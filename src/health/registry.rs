// src/health/registry.rs
use super::probe::HealthProbe;
use super::status::HealthStatus;
use crate::tier::ProbeSelector;
use std::collections::{BTreeSet, HashSet};
use std::fmt;
use std::sync::Arc;

#[derive(Debug, Clone, PartialEq, Eq, thiserror::Error)]
pub enum RegistryError {
    #[error("a probe named '{0}' is already registered")]
    DuplicateName(String),
}

/// A probe together with the metadata it was registered under.
pub struct RegisteredProbe {
    pub name: String,
    pub tags: BTreeSet<String>,
    /// Status recorded when the probe faults or times out.
    pub failure_status: HealthStatus,
    pub probe: Arc<dyn HealthProbe>,
}

impl RegisteredProbe {
    pub fn new<P>(name: impl Into<String>, probe: P) -> Self
    where
        P: HealthProbe + 'static,
    {
        Self {
            name: name.into(),
            tags: BTreeSet::new(),
            failure_status: HealthStatus::Unhealthy,
            probe: Arc::new(probe),
        }
    }

    pub fn with_tag(mut self, tag: impl Into<String>) -> Self {
        self.tags.insert(tag.into());
        self
    }

    pub fn with_tags<I, S>(mut self, tags: I) -> Self
    where
        I: IntoIterator<Item = S>,
        S: Into<String>,
    {
        self.tags.extend(tags.into_iter().map(Into::into));
        self
    }

    /// Status recorded when the probe faults or times out. A fault is never
    /// healthy, so `Healthy` is raised to `Degraded`.
    pub fn with_failure_status(mut self, status: HealthStatus) -> Self {
        self.failure_status = status.max(HealthStatus::Degraded);
        self
    }

    pub fn has_tag(&self, tag: &str) -> bool {
        self.tags.contains(tag)
    }
}

impl fmt::Debug for RegisteredProbe {
    fn fmt(&self, f: &mut fmt::Formatter<'_>) -> fmt::Result {
        f.debug_struct("RegisteredProbe")
            .field("name", &self.name)
            .field("tags", &self.tags)
            .field("failure_status", &self.failure_status)
            .finish_non_exhaustive()
    }
}

/// Probes known to the process, in registration order.
///
/// Filled once during startup and shared behind an `Arc` afterwards; there is
/// no removal and no interior mutability.
#[derive(Debug, Default)]
pub struct ProbeRegistry {
    probes: Vec<Arc<RegisteredProbe>>,
    names: HashSet<String>,
}

impl ProbeRegistry {
    pub fn new() -> Self {
        Self::default()
    }

    pub fn register(&mut self, probe: RegisteredProbe) -> Result<(), RegistryError> {
        if !self.names.insert(probe.name.clone()) {
            return Err(RegistryError::DuplicateName(probe.name));
        }

        tracing::debug!(
            probe = %probe.name,
            tags = ?probe.tags,
            "Registered health probe"
        );
        self.probes.push(Arc::new(probe));
        Ok(())
    }

    pub fn list_all(&self) -> Vec<Arc<RegisteredProbe>> {
        self.probes.clone()
    }

    pub fn list_by_tag(&self, tag: &str) -> Vec<Arc<RegisteredProbe>> {
        self.probes
            .iter()
            .filter(|p| p.has_tag(tag))
            .cloned()
            .collect()
    }

    /// Probes chosen by a tier's selector, in registration order.
    pub fn select(&self, selector: &ProbeSelector) -> Vec<Arc<RegisteredProbe>> {
        match selector {
            ProbeSelector::None => Vec::new(),
            ProbeSelector::All => self.list_all(),
            ProbeSelector::Tag(tag) => self.list_by_tag(tag),
            ProbeSelector::AnyTag(_) => self
                .probes
                .iter()
                .filter(|p| selector.matches(&p.tags))
                .cloned()
                .collect(),
        }
    }

    pub fn len(&self) -> usize {
        self.probes.len()
    }

    pub fn is_empty(&self) -> bool {
        self.probes.is_empty()
    }
}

- _EXERCISE BRIEF_: Search the data above for the word "registration", then gather each line in which it appears.

- _EXERCISE RESULT_:
/// Probes known to the process, in registration order.
    /// Probes chosen by a tier's selector, in registration order.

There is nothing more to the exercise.